Gliders on the storm


In Clacton, England, in March, a freak gust of wind propelled Chris Grimes, 17 -- who was clutching an oversized kite at the time -- for a half-mile at a height of 25 feet, until he touched down in a mud bog. And in Fairhaven, Mass., in May, a 65-year-old woman was hit by lightning and lifted from the ground into the back of a pickup truck. According to witnesses, the woman reached a maximum height of 12 feet. She was taken to St. Luke's Hospital in New Bedford, but was not seriously injured.

Oklahoma receives a retread

Eight farmers in the town of Nemaha, Iowa (population: 112), have taught themselves to perform various square-dancing routines while seated on their tractors. According to a June San Francisco Chronicle dispatch, the farmers are able to re-create such moves as the do-si-do and the promenade by precisely maneuvering their vehicles. More problematic is the fact that all of the participants are males, while square dancing is a couples activity. Thus, four of the dancers operate their tractors while clad in calico skirts, under the apparent belief that cross-dressing is more acceptable than dancing with an overtly same-sex partner.

These PCs all go down

In June, the New Meat Theater in San Francisco's Tenderloin district opened a cybercafe in an upstairs room, the first such facility specifically designed for the surfing of Internet pornography. Its first-come, first-served computer stations and high-speed web connections -- plus an array of scanners, printers and digital cameras -- make the cafe sort of "a kinky version of Kinko's," according to owner Terrance Alan. In fact, Alan said, the theater's nude male dancers may roam the computer room, "enhancing the Internet" with a "fourth dimension: the ability to touch."

Motivation is everything

In April, high-school junior Charles Carithers was suspended from the prestigious Latin Academy in Boston after complying with a class assignment to write a horror story. In Carithers' tale, a menacing student cuts off his teacher's hand with a chainsaw, a plot development Carithers' real-life teacher interpreted as a threat. Said Carithers in his defense, "If I wrote `that` a student killed his taxi driver, that doesn't have the same effect." And in January, senior Sarah Boman was suspended from Bluestem High School in Leon, Kan., for the rest of the year after she complied with an assignment to create a piece of art that would emphasize an idea, rather than an object. She drew a large mural of jumbled words, which she said represented the rantings of an "obsessive, compulsive, paranoid" madman. Boman's work, too, was interpreted by her teacher as a personal threat. (After appeals, both suspensions were lifted.)

Serious charge

In Tampa, Fla., in March, Ed O'Rourke filed a lawsuit against Tampa Electric Co. and several taverns, holding them culpable for the 13,000 volts he absorbed after climbing up one of the utility's transformers in what he called a "drunken stupor." The voltage knocked O'Rourke from the transformer, burned 60 percent of his body and left his right arm permanently paralyzed.
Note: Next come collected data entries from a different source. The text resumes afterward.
use super::Transformer;
use crate::gather::ImportKind;
use crate::node::DocNode;
use crate::node::FunctionNode;
use crate::node::NodeKind;
use crate::node::Properties;
use crate::node::PropertyNode;
use crate::node::TypeOperator;
use parse_ts::ast::node::Node;
use parse_ts::ast::type_expr::*;

impl<'a> Transformer<'a> {
  /// Lower a type expression to a documentation node.
  pub(crate) fn type_node(&mut self, t: &Node<TypeExpr>) -> DocNode {
    match t.stx.as_ref() {
      TypeExpr::Keyword(k) => keyword_node(*k.stx),
      TypeExpr::Literal(l) => match l.stx.as_ref() {
        TypeLit::String(v) => NodeKind::String {
          value: Some(v.clone()),
        }
        .into(),
        TypeLit::Number(v) => NodeKind::Number {
          value: Some(v.clone()),
        }
        .into(),
        TypeLit::Boolean(v) => NodeKind::Boolean {
          value: Some(v.to_string()),
        }
        .into(),
      },
      TypeExpr::Reference(r) => self.type_reference(r),
      TypeExpr::Array(a) => NodeKind::Array {
        element_type: Box::new(self.type_node(&a.stx.element_type)),
      }
      .into(),
      TypeExpr::Tuple(t) => NodeKind::Tuple {
        elements: t
          .stx
          .elements
          .iter()
          .map(|e| self.type_node(&e.stx.type_expr))
          .collect(),
      }
      .into(),
      TypeExpr::Union(u) => NodeKind::Union {
        elements: u.stx.types.iter().map(|t| self.type_node(t)).collect(),
      }
      .into(),
      TypeExpr::Intersection(i) => NodeKind::Intersection {
        types: i.stx.types.iter().map(|t| self.type_node(t)).collect(),
      }
      .into(),
      TypeExpr::Function(f) | TypeExpr::Constructor(f) => {
        NodeKind::Function(self.fn_type_node(&f.stx)).into()
      }
      TypeExpr::ObjectLiteral(obj) => NodeKind::Object {
        properties: self.type_members(&obj.stx.members),
      }
      .into(),
      // Parentheses are transparent.
      TypeExpr::Parenthesized(p) => self.type_node(&p.stx.type_expr),
      TypeExpr::Query(q) => NodeKind::TypeOperator {
        operator: TypeOperator::Typeof,
        value: Box::new(self.entity_name_node(&q.stx.expr_name)),
      }
      .into(),
      TypeExpr::Operator(op) => {
        let operator = match op.stx.op {
          TypeOpKind::KeyOf => TypeOperator::Keyof,
          TypeOpKind::Readonly => TypeOperator::Readonly,
          TypeOpKind::Unique => TypeOperator::Unique,
        };
        NodeKind::TypeOperator {
          operator,
          value: Box::new(self.type_node(&op.stx.operand)),
        }
        .into()
      }
      TypeExpr::IndexedAccess(ia) => NodeKind::IndexedAccess {
        object_type: Box::new(self.type_node(&ia.stx.object_type)),
        index_type: Box::new(self.type_node(&ia.stx.index_type)),
      }
      .into(),
      TypeExpr::Conditional(c) => NodeKind::Conditional {
        check_type: Box::new(self.type_node(&c.stx.check_type)),
        extends_type: Box::new(self.type_node(&c.stx.extends_type)),
        true_type: Box::new(self.type_node(&c.stx.true_type)),
        false_type: Box::new(self.type_node(&c.stx.false_type)),
      }
      .into(),
      TypeExpr::Infer(i) => NodeKind::Identifier {
        name: i.stx.type_parameter.clone(),
      }
      .into(),
      TypeExpr::TemplateLiteral(t) => {
        let t = &t.stx;
        let mut elements = Vec::new();
        if !t.head.is_empty() {
          elements.push(
            NodeKind::String {
              value: Some(t.head.clone()),
            }
            .into(),
          );
        }
        for span in &t.spans {
          elements.push(self.type_node(&span.stx.type_expr));
          if !span.stx.literal.is_empty() {
            elements.push(
              NodeKind::String {
                value: Some(span.stx.literal.clone()),
              }
              .into(),
            );
          }
        }
        NodeKind::Template { elements }.into()
      }
      TypeExpr::Import(imp) => {
        let imp = &imp.stx;
        let Some(qualifier) = &imp.qualifier else {
          return self.unknown("TypeImport");
        };
        let imported = qualifier.segments[0].clone();
        self.record_dependency(&imp.module, ImportKind::Named, &imported, &imported);
        let base: DocNode = NodeKind::Reference {
          local: qualifier.joined(),
          imported,
          specifier: imp.module.clone(),
        }
        .into();
        match &imp.type_arguments {
          Some(args) => NodeKind::Application {
            base: Box::new(base),
            type_parameters: args.iter().map(|a| self.type_node(a)).collect(),
          }
          .into(),
          None => base,
        }
      }
      // Type predicates are booleans at the call site.
      TypeExpr::Predicate(_) => NodeKind::Boolean { value: None }.into(),
      TypeExpr::Mapped(_) => self.unknown("TypeMapped"),
    }
  }

  /// `Foo` / `A.B` / `Foo<T>` in type position.
  fn type_reference(&mut self, r: &Node<TypeRef>) -> DocNode {
    let r = &r.stx;
    let base = self.entity_name_node(&r.name);
    match &r.type_arguments {
      Some(args) if !args.is_empty() => NodeKind::Application {
        base: Box::new(base),
        type_parameters: args.iter().map(|a| self.type_node(a)).collect(),
      }
      .into(),
      _ => base,
    }
  }

  /// Resolve a possibly-qualified entity name to a node: imports become
  /// references, local type declarations inline, qualified property access
  /// into a local interface inlines the property's value, anything else is
  /// an identifier.
  pub(crate) fn entity_name_node(&mut self, name: &TypeName) -> DocNode {
    let head = &name.segments[0];
    if name.is_ident() {
      return self.identifier_node(head);
    }

    // `NS.Foo` where `NS` is a namespace import: a cross-module reference to
    // `Foo`.
    if let Some(import) = self.exports.import(head).cloned() {
      if import.kind == ImportKind::Namespace && name.segments.len() == 2 {
        let imported = name.segments[1].clone();
        self.record_dependency(&import.specifier, ImportKind::Namespace, head, "*");
        return NodeKind::Reference {
          local: name.joined(),
          imported,
          specifier: import.specifier,
        }
        .into();
      }
    }

    // `A.B` where `A` is a local interface/object declaration and `B` one of
    // its properties: inline the property's value.
    if name.segments.len() == 2 {
      if let Some(decl) = self.local_decl(head) {
        if !self.in_progress.contains(&decl) {
          if let Some(node) = self.transform_decl_ref(&decl, head) {
            if let Some(value) = property_value(&node, &name.segments[1]) {
              return value;
            }
          }
        }
      }
    }

    NodeKind::Identifier {
      name: name.joined(),
    }
    .into()
  }

  /// A single unqualified name in type position.
  pub(crate) fn identifier_node(&mut self, name: &str) -> DocNode {
    if let Some(import) = self.exports.import(name).cloned() {
      let (kind, imported) = match import.kind {
        ImportKind::Namespace => (ImportKind::Namespace, "*".to_string()),
        ImportKind::Default => (ImportKind::Default, "default".to_string()),
        ImportKind::Named => (ImportKind::Named, import.imported.clone()),
      };
      self.record_dependency(&import.specifier, kind, name, &imported);
      return NodeKind::Reference {
        local: name.to_string(),
        imported,
        specifier: import.specifier,
      }
      .into();
    }
    if let Some(decl) = self.local_decl(name) {
      if self.in_progress.contains(&decl) {
        // Self-referential type; the linker rewrites this into a link.
        return NodeKind::Identifier {
          name: name.to_string(),
        }
        .into();
      }
      if let Some(node) = self.transform_decl_ref(&decl, name) {
        return node;
      }
    }
    NodeKind::Identifier {
      name: name.to_string(),
    }
    .into()
  }

  /// Members of an interface body or object type literal.
  pub(crate) fn type_members(&mut self, members: &[Node<TypeMember>]) -> Properties {
    let mut properties = Properties::default();
    for member in members {
      match member.stx.as_ref() {
        TypeMember::Property(p) => {
          let p = &p.stx;
          let Some(name) = p.key.name() else {
            continue;
          };
          let doc = Self::parse_doc(&p.doc);
          let value = match &p.type_annotation {
            Some(t) => self.type_node(t),
            None => NodeKind::Any.into(),
          };
          properties.insert(
            name.to_string(),
            DocNode::with_docs(
              NodeKind::Property(PropertyNode {
                name: name.to_string(),
                value: Box::new(value),
                optional: p.optional,
                index_type: None,
                inherited_from: None,
              }),
              doc.docs(),
            ),
          );
        }
        TypeMember::Method(m) => {
          let m = &m.stx;
          let Some(name) = m.key.name() else {
            continue;
          };
          let doc = Self::parse_doc(&m.doc);
          let mut value: DocNode = NodeKind::Function(FunctionNode {
            id: None,
            name: Some(name.to_string()),
            parameters: self.type_fn_params(&m.parameters),
            return_type: Box::new(match &m.return_type {
              Some(r) => self.type_node(r),
              None => NodeKind::Any.into(),
            }),
            type_parameters: self.type_params(&m.type_parameters),
          })
          .into();
          Self::distribute_fn_docs(&mut value, &doc);
          properties.insert(
            name.to_string(),
            DocNode::with_docs(
              NodeKind::Method(crate::node::MethodNode {
                name: name.to_string(),
                value: Box::new(value),
                optional: m.optional,
                inherited_from: None,
              }),
              doc.docs(),
            ),
          );
        }
        TypeMember::Getter(g) => {
          let g = &g.stx;
          let Some(name) = g.key.name() else {
            continue;
          };
          let doc = Self::parse_doc(&g.doc);
          let value = match &g.return_type {
            Some(r) => self.type_node(r),
            None => NodeKind::Any.into(),
          };
          properties.insert(
            name.to_string(),
            DocNode::with_docs(
              NodeKind::Property(PropertyNode {
                name: name.to_string(),
                value: Box::new(value),
                optional: false,
                index_type: None,
                inherited_from: None,
              }),
              doc.docs(),
            ),
          );
        }
        TypeMember::Setter(s) => {
          let s = &s.stx;
          let Some(name) = s.key.name() else {
            continue;
          };
          let doc = Self::parse_doc(&s.doc);
          let value = self.type_node(&s.parameter.stx.type_expr);
          properties.insert(
            name.to_string(),
            DocNode::with_docs(
              NodeKind::Property(PropertyNode {
                name: name.to_string(),
                value: Box::new(value),
                optional: false,
                index_type: None,
                inherited_from: None,
              }),
              doc.docs(),
            ),
          );
        }
        TypeMember::Index(idx) => {
          let idx = &idx.stx;
          let doc = Self::parse_doc(&idx.doc);
          properties.insert(
            idx.parameter_name.clone(),
            DocNode::with_docs(
              NodeKind::Property(PropertyNode {
                name: idx.parameter_name.clone(),
                value: Box::new(self.type_node(&idx.type_annotation)),
                optional: false,
                index_type: Some(Box::new(self.type_node(&idx.parameter_type))),
                inherited_from: None,
              }),
              doc.docs(),
            ),
          );
        }
        // Call/construct signatures have no display name in the property
        // map.
        TypeMember::Call(_) | TypeMember::Construct(_) => {}
      }
    }
    properties
  }

  /// `(x: T) => R` and `new (x: T) => R` function types.
  pub(crate) fn fn_type_node(&mut self, f: &TypeFn) -> FunctionNode {
    FunctionNode {
      id: None,
      name: None,
      parameters: self.type_fn_params(&f.parameters),
      return_type: Box::new(self.type_node(&f.return_type)),
      type_parameters: self.type_params(&f.type_parameters),
    }
  }

  pub(crate) fn type_fn_params(&mut self, params: &[Node<TypeFnParam>]) -> Vec<DocNode> {
    params
      .iter()
      .enumerate()
      .map(|(i, p)| {
        let p = &p.stx;
        let name = p.name.clone().unwrap_or_else(|| format!("arg{i}"));
        NodeKind::Parameter {
          name,
          value: Box::new(self.type_node(&p.type_expr)),
          optional: p.optional,
          rest: p.rest,
        }
        .into()
      })
      .collect()
  }

  pub(crate) fn type_params(
    &mut self,
    params: &Option<Vec<Node<TypeParameter>>>,
  ) -> Vec<DocNode> {
    params
      .iter()
      .flatten()
      .map(|p| {
        let p = &p.stx;
        NodeKind::TypeParameter {
          name: p.name.clone(),
          constraint: p.constraint.as_ref().map(|c| Box::new(self.type_node(c))),
          default: p.default.as_ref().map(|d| Box::new(self.type_node(d))),
        }
        .into()
      })
      .collect()
  }
}

fn keyword_node(k: TypeKeyword) -> DocNode {
  match k {
    TypeKeyword::Any => NodeKind::Any.into(),
    TypeKeyword::BigInt => NodeKind::Number { value: None }.into(),
    TypeKeyword::Boolean => NodeKind::Boolean { value: None }.into(),
    TypeKeyword::Never => NodeKind::Never.into(),
    TypeKeyword::Null => NodeKind::Null.into(),
    TypeKeyword::Number => NodeKind::Number { value: None }.into(),
    TypeKeyword::Object => NodeKind::Object {
      properties: Properties::default(),
    }
    .into(),
    TypeKeyword::String => NodeKind::String { value: None }.into(),
    TypeKeyword::Symbol => NodeKind::Symbol.into(),
    TypeKeyword::This => NodeKind::This.into(),
    TypeKeyword::Undefined => NodeKind::Undefined.into(),
    TypeKeyword::Unknown => NodeKind::Unknown.into(),
    TypeKeyword::Void => NodeKind::Void.into(),
  }
}

/// Look a named property's value up on an interface/object node.
fn property_value(node: &DocNode, name: &str) -> Option<DocNode> {
  let properties = match &node.kind {
    NodeKind::Interface(i) => &i.properties,
    NodeKind::Object { properties } => properties,
    _ => return None,
  };
  let prop = properties.get(name)?;
  match &prop.kind {
    NodeKind::Property(p) => Some((*p.value).clone()),
    NodeKind::Method(m) => Some((*m.value).clone()),
    _ => None,
  }
}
O'Rourke told a Tampa Tribune reporter that he is "unable to control `his` urge to drink alcoholic beverages."

Sailor suit

In February in East Providence, R.I., the family of the late boater William J. Hussey, 55, filed a wrongful-death lawsuit against the city, arguing that Hussey's fatal 1998 heart attack was caused by assistant harbor master Paul J. Williams. According to police reports, however, all Williams had done was yell at Hussey, who was maneuvering his boat without the benefit of the required navigation lights. Among Hussey's last words were this comment to Williams: "Mind your own `expletive deleted` business."

She's innocent, period

In February, former Chicago municipal treasurer Miriam Santos was released from a prison work camp near Pekin, Ill., after her federal conviction on extortion charges was overturned on appeal. She immediately met with reporters and announced that she would try to regain her old job at the next opportunity. Of her crime, she noted, "I am probably the first woman to go to jail `merely` for PMS-ing."

Unscheduled flight

In March, a representative of a private prisoner-transportation service in North Dakota told the state's legislature that convicted murderer/child molester Kyle Bell escaped from the company's bus last October because prison officials had failed to inform the company that Bell was an escape risk. The paperwork pertaining to his transfer, the company said, showed only that he was serving a life sentence.

Betting against the house

Mark Merrill, 38, filed a lawsuit in February in Gary, Ind., against Donald Trump, alleging that the floating Trump Casino in Gary was responsible for Merrill's turning to bank robbery (in Peotone, Ill., in 1998 and Mokena, Ill., in 1999). His excessive debt, Merrill said, was the product of a gambling addiction the casino had fed by enticing him to wager and offering him free trips to Las Vegas.

Ape shall not kill ape!

In Roanoke Rapids, N.C., in June, a 37-year-old man was charged with beating another man to death in a dispute over the ownership of a "Planet of the Apes' video. And in February, a 45-year-old motorist driving near Frankfurt, Germany, was charged with shooting a police officer to death during a traffic stop because he feared additional points on his license.